▶ _INFORMATION PROVIDED_:
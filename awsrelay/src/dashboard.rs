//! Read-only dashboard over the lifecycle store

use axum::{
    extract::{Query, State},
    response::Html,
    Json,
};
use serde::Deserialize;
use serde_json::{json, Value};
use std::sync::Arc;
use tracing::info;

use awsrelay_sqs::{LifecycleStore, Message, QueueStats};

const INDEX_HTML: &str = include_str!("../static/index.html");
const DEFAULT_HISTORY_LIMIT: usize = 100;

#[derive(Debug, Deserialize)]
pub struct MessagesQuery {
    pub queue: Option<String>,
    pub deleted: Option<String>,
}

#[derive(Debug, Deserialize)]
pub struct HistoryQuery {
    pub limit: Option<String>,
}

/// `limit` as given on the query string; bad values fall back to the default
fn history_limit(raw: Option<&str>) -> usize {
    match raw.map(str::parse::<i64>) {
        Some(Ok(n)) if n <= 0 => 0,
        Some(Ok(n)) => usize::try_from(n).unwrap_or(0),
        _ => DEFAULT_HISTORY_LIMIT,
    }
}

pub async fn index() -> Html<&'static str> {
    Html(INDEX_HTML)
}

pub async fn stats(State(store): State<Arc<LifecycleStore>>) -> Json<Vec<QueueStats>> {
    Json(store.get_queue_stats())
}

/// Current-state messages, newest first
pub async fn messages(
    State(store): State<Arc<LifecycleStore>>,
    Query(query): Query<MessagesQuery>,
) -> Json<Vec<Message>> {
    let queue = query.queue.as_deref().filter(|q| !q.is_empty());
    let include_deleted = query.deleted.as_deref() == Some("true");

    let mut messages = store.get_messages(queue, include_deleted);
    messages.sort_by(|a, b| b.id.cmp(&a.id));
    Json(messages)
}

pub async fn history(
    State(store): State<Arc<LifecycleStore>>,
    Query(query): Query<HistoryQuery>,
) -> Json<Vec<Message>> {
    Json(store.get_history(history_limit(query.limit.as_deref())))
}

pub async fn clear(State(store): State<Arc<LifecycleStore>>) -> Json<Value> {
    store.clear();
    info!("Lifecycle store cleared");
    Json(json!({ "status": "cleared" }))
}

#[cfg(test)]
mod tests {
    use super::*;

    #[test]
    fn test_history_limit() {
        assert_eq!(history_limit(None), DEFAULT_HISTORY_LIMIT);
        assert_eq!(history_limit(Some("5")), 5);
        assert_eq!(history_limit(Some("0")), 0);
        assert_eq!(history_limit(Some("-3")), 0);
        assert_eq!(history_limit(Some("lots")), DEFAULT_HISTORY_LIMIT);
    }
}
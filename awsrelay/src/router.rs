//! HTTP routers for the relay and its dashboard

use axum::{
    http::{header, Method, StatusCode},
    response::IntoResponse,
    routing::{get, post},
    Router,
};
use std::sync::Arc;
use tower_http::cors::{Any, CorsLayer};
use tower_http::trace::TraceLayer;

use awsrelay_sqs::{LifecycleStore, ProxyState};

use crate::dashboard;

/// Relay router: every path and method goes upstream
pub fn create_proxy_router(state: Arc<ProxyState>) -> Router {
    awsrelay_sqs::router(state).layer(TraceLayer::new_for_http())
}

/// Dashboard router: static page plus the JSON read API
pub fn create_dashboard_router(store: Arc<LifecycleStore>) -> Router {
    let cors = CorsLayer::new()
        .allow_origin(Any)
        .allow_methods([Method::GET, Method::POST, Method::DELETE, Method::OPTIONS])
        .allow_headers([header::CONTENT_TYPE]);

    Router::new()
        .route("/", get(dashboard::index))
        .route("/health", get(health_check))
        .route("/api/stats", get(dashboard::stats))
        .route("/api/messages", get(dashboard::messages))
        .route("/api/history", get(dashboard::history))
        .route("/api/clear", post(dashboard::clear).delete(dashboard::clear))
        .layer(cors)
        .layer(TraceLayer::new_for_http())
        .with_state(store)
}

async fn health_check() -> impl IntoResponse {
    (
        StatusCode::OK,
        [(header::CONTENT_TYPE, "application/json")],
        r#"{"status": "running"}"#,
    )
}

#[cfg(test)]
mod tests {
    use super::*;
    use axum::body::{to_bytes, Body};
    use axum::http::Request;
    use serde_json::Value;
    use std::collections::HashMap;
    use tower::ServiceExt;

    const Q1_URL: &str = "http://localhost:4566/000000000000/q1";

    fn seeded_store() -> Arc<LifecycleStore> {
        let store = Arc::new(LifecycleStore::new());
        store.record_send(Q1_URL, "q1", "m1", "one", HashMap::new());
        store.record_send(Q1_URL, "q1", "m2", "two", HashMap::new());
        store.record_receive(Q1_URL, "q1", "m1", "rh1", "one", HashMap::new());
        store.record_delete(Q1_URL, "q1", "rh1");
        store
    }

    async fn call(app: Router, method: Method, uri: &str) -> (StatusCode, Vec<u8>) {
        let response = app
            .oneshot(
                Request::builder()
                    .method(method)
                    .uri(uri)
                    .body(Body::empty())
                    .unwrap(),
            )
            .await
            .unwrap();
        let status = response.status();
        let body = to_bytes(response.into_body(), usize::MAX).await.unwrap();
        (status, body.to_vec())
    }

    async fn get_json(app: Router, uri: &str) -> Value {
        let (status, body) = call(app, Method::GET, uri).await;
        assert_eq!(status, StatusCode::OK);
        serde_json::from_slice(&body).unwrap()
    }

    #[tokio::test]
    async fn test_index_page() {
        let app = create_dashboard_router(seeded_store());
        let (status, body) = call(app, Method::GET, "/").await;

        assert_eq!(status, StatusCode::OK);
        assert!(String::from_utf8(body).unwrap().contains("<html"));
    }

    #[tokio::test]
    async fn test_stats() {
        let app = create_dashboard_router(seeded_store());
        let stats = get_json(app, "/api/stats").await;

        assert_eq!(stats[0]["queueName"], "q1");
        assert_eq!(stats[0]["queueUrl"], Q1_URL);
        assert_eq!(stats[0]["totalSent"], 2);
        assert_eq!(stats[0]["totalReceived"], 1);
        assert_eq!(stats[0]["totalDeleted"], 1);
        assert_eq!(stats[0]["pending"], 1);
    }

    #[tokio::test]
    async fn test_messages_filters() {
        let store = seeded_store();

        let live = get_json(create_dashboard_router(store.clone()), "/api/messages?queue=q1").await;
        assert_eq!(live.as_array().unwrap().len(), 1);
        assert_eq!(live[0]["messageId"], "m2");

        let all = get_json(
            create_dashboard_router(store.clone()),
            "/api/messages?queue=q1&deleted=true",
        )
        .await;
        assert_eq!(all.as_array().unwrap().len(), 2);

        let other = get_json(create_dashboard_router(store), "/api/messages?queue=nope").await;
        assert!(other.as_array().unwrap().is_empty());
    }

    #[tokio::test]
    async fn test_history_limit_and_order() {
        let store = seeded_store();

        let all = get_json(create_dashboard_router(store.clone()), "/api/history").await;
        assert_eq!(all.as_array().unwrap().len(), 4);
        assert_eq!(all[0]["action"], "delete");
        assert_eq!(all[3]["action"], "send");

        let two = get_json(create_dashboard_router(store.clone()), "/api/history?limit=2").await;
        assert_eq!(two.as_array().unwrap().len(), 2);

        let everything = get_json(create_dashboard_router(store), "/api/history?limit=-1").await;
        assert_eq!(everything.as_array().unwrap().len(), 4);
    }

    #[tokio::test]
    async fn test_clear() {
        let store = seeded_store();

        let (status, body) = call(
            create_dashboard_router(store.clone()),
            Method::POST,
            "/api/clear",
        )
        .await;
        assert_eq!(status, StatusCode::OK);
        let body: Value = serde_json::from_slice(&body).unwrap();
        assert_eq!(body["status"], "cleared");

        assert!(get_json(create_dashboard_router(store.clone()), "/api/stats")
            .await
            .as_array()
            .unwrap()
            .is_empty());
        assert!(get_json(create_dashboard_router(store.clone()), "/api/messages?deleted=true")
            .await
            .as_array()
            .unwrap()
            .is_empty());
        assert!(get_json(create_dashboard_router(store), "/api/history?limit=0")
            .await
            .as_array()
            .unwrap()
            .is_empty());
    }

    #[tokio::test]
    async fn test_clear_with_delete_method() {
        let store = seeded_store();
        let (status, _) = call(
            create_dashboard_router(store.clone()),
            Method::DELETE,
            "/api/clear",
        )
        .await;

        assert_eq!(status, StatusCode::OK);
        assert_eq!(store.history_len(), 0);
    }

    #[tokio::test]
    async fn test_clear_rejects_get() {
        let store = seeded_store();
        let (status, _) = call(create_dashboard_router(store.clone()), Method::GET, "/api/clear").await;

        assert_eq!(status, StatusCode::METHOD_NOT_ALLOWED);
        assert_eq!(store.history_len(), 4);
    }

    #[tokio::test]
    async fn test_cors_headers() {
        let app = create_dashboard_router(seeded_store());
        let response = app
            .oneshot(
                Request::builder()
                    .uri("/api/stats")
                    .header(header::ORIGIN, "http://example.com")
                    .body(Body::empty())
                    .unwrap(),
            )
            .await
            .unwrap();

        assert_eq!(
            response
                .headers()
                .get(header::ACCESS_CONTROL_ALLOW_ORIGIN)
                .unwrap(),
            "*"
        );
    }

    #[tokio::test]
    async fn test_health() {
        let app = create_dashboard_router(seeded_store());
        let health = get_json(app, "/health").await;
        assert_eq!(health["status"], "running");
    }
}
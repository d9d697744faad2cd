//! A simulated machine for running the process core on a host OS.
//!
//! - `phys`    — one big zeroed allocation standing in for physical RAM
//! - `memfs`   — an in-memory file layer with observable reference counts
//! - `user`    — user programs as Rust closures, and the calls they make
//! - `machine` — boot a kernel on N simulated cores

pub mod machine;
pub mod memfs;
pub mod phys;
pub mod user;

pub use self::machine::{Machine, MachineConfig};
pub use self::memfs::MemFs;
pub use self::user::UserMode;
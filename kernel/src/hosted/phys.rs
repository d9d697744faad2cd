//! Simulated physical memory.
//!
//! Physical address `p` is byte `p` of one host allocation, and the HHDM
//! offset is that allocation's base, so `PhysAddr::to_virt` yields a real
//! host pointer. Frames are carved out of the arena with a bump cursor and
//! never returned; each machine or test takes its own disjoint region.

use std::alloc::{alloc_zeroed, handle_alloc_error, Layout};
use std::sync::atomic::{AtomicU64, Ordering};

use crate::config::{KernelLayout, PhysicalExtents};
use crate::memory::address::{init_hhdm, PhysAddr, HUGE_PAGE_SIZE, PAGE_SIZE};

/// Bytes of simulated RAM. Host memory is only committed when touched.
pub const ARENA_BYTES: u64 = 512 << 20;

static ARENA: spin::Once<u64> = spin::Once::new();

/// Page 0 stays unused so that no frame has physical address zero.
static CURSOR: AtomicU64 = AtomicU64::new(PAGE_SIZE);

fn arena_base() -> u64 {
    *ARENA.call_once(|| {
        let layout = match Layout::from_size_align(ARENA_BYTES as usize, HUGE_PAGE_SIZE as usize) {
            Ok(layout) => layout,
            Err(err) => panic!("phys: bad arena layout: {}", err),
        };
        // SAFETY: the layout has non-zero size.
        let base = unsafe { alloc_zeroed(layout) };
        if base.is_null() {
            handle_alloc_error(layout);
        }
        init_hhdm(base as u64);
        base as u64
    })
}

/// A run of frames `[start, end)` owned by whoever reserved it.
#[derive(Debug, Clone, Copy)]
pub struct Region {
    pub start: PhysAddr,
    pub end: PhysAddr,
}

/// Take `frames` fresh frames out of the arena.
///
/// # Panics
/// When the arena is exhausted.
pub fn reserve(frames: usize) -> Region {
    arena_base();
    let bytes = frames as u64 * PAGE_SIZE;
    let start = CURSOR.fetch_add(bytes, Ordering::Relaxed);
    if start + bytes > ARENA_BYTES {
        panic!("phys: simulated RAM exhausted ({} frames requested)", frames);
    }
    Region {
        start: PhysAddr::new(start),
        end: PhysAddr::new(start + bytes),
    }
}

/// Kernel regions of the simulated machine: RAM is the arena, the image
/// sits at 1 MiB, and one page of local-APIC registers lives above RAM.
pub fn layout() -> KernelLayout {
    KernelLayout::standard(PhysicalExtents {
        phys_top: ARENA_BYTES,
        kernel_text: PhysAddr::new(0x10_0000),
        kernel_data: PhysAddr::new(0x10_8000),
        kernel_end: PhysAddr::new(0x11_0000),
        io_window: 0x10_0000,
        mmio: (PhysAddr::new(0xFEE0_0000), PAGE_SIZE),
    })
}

▶ _EXERCISE DETAILS_: Where a line of the data contains the string "self", include it in a count, and state that count alone.

▶ _TASK RESULT_: 3